:: Brief ::
Throughout the material below, how many lines include the string "Copy"? Reply with only the number.

=== Section Start ===

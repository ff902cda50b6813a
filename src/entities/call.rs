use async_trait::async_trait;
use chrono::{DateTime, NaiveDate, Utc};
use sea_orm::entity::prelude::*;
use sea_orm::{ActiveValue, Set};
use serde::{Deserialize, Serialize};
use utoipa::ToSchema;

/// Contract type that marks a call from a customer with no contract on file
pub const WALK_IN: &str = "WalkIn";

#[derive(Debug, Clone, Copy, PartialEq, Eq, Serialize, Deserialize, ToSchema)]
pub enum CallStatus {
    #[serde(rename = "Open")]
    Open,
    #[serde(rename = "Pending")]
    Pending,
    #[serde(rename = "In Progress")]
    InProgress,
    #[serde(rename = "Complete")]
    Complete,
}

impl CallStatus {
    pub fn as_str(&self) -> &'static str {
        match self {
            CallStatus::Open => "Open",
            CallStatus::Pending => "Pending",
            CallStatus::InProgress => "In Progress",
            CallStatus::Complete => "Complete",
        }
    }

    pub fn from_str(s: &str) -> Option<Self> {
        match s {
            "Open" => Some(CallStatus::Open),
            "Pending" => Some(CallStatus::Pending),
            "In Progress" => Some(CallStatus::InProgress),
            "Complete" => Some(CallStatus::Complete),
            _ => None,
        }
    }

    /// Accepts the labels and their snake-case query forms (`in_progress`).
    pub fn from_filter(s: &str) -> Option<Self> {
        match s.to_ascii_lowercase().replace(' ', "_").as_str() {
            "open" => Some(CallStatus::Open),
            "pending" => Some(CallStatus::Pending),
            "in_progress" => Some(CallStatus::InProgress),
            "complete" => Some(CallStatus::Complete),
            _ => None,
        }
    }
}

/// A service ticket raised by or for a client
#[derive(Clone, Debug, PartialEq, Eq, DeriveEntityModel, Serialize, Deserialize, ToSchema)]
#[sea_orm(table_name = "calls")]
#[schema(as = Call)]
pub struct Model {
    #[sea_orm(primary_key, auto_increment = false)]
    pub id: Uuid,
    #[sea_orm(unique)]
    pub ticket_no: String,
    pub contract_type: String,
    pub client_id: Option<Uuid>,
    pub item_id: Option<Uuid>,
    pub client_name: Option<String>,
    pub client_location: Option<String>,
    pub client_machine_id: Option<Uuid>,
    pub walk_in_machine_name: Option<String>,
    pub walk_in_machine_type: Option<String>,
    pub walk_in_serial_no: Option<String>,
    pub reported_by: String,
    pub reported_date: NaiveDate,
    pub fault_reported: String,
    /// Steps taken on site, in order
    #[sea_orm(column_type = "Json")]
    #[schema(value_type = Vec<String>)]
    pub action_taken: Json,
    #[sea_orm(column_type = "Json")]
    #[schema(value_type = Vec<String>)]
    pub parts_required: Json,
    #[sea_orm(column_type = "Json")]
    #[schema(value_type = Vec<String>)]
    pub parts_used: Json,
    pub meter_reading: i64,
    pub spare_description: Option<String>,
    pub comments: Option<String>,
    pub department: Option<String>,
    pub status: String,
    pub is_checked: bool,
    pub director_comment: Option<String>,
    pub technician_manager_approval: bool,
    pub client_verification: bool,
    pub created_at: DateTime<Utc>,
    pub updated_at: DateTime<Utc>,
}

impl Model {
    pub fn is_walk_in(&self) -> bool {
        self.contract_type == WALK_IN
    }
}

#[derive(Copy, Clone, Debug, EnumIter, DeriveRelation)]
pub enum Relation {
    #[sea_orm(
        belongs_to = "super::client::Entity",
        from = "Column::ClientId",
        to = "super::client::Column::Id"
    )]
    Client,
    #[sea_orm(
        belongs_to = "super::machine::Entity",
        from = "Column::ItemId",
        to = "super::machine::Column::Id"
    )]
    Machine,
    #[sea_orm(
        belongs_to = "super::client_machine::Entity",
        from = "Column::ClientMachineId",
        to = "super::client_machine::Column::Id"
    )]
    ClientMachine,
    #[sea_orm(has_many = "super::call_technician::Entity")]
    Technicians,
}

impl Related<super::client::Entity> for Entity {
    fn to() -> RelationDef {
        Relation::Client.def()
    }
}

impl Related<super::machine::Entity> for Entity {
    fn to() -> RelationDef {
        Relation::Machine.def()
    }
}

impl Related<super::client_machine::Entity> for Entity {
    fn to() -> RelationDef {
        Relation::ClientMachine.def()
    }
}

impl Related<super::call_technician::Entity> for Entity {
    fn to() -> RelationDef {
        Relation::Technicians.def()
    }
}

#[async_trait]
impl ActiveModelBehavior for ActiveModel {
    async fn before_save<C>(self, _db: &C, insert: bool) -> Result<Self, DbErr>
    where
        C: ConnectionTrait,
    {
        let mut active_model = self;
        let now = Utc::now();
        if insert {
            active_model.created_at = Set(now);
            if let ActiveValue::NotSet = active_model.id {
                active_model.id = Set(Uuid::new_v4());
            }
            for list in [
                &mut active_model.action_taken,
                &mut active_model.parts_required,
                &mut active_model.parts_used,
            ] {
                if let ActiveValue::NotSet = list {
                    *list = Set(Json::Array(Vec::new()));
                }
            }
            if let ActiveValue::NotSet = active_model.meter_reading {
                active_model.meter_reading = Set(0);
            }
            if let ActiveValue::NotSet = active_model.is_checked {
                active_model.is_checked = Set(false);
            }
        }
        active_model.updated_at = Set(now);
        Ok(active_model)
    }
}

=== Section End ===

:: Answer section ::
2